Paine is one of the unsung heroes of the founding period. HIs work helped provide the spark to the kindling present during the time of the Revolutionary war. Though he was apparently a Deist, during that time period, the word Deist also seemed to mean Atheist to many of the people of the period. It was not good to be associated with such things at the time, so he was too outspoken for many. Here is a quote of his:

  • “The present state of civilization is as odious as it is unjust…The contrast of affluence and wretchedness continually meeting and offending the eye, is like dead and living bodies chained together.”
  • “Man did not make the earth, and though he had a natural right to occupy it, he had no right to locate as his property in perpetuity any part of it; neither did the Creator of the earth open a land-office, from whence the first title deeds should issue. Thus, Every proprietor, therefore of cultivated lands, owes to the community a ground rent (for I know of no better term to express the idea)... Each individual attaining the age of 21, should receive the sum of fifteen pounds sterling, as compensation in part, for the loss of his or her natural in heritage, by the introduction of land property…and the sum of ten pounds per annum, during life, to every person now living, of the age of fifty years, and to all others as they shall arrive at that age.”
  • "But the earth in its natural state, as before said, is capable of supporting but a small number of inhabitants compared with what it is capable of doing in a cultivated state. And as it is impossible to separate the improvement made by cultivation from the earth itself, upon which that improvement is made, the idea of landed property arose from that parable connection; but it is nevertheless true, that it is the value of the improvement, only, and not the earth itself, that is individual property."
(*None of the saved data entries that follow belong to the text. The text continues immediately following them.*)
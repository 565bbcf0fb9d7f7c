//! Watched contract definitions — static addresses and dynamic groups.

use async_trait::async_trait;
use std::sync::Arc;

use crate::error::MembershipError;
use crate::schema::InterfaceSpec;
use crate::types::SyncContext;

/// A contract watched at a single, fixed address.
#[derive(Debug, Clone)]
pub struct StaticContract {
    /// Name used for routing, e.g. `"Vault"`.
    pub name: String,
    /// The contract address (`0x…`). Matching is case-insensitive.
    pub address: String,
    /// Events the contract can emit.
    pub interface: InterfaceSpec,
}

impl StaticContract {
    pub fn new(
        name: impl Into<String>,
        address: impl Into<String>,
        interface: InterfaceSpec,
    ) -> Self {
        Self {
            name: name.into(),
            address: address.into(),
            interface,
        }
    }
}

/// Trait for membership oracles backing a dynamic group.
///
/// The engine queries the current membership on every routing attempt that
/// reaches the group, so an address added mid-sync is picked up by the very
/// next routed log.
#[async_trait]
pub trait GroupMembership: Send + Sync {
    /// The full set of member addresses at this point of the sync.
    async fn addresses(&self, ctx: &SyncContext) -> Result<Vec<String>, MembershipError>;
}

/// A family of same-interface contracts whose addresses are only known at
/// runtime (factory children, registry entries, and the like).
#[derive(Clone)]
pub struct DynamicGroup {
    /// Group name used for routing, e.g. `"Pool"`.
    pub name: String,
    /// Events every member contract can emit.
    pub interface: InterfaceSpec,
    membership: Arc<dyn GroupMembership>,
}

impl DynamicGroup {
    pub fn new(
        name: impl Into<String>,
        interface: InterfaceSpec,
        membership: Arc<dyn GroupMembership>,
    ) -> Self {
        Self {
            name: name.into(),
            interface,
            membership,
        }
    }

    /// The membership oracle for this group.
    pub fn membership(&self) -> &Arc<dyn GroupMembership> {
        &self.membership
    }
}

/// Everything the engine watches: static contracts plus dynamic groups.
///
/// Resolution checks static addresses first, then the dynamic groups in
/// registration order. A static contract and a group member must not share
/// an address; the static entry would shadow the group.
#[derive(Clone, Default)]
pub struct ContractSet {
    statics: Vec<StaticContract>,
    groups: Vec<DynamicGroup>,
}

impl ContractSet {
    pub fn new(statics: Vec<StaticContract>, groups: Vec<DynamicGroup>) -> Self {
        Self { statics, groups }
    }

    /// Resolve an emitting address against the static contracts.
    /// Comparison is case-insensitive to tolerate mixed-case hex.
    pub fn resolve_static(&self, address: &str) -> Option<&StaticContract> {
        self.statics
            .iter()
            .find(|c| c.address.eq_ignore_ascii_case(address))
    }

    /// The dynamic groups, in registration order.
    pub fn groups(&self) -> &[DynamicGroup] {
        &self.groups
    }

    /// The static contracts, in registration order.
    pub fn statics(&self) -> &[StaticContract] {
        &self.statics
    }

    /// Returns `true` if nothing is being watched.
    pub fn is_empty(&self) -> bool {
        self.statics.is_empty() && self.groups.is_empty()
    }
}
It's subtle: "it is the value of the improvement, only, and not the earth itself, that is individual property".

Jefferson

  • "Legislators cannot invent too many devices for subdividing property, only taking care to let their subdivisions go hand in hand with the natural affections of the human mind. The descent of property of every kind therefore to all the children, or to all the brothers and sisters, or other relations in equal degree, is a politic measure, and a practicable one. Another means of silently lessening the inequality of property is to exempt all from taxation below a certain point, and to tax the higher portions of property in geometrical progression as they rise."
  • "Whenever there is in any country, uncultivated lands and unemployed poor, it is clear that the laws of property have been so far extended as to violate natural right. The earth is given as a commonstock for man to labour and live on. If for the encouragement of industry we allow it to be appropriated, we must take care that other employment be provided to those excluded from the appropriation. If we do not the fundamental right to labour the earth returns to the unemployed."
  • "It is too soon yet in our country to say that every man who cannot find employment but who can find uncultivated land shall be at liberty to cultivate it, paying a moderate rent. But it is not too soon to provide by every possible means that as few as possible shall be without a little portion of land. The small land holders are the most precious part of a state."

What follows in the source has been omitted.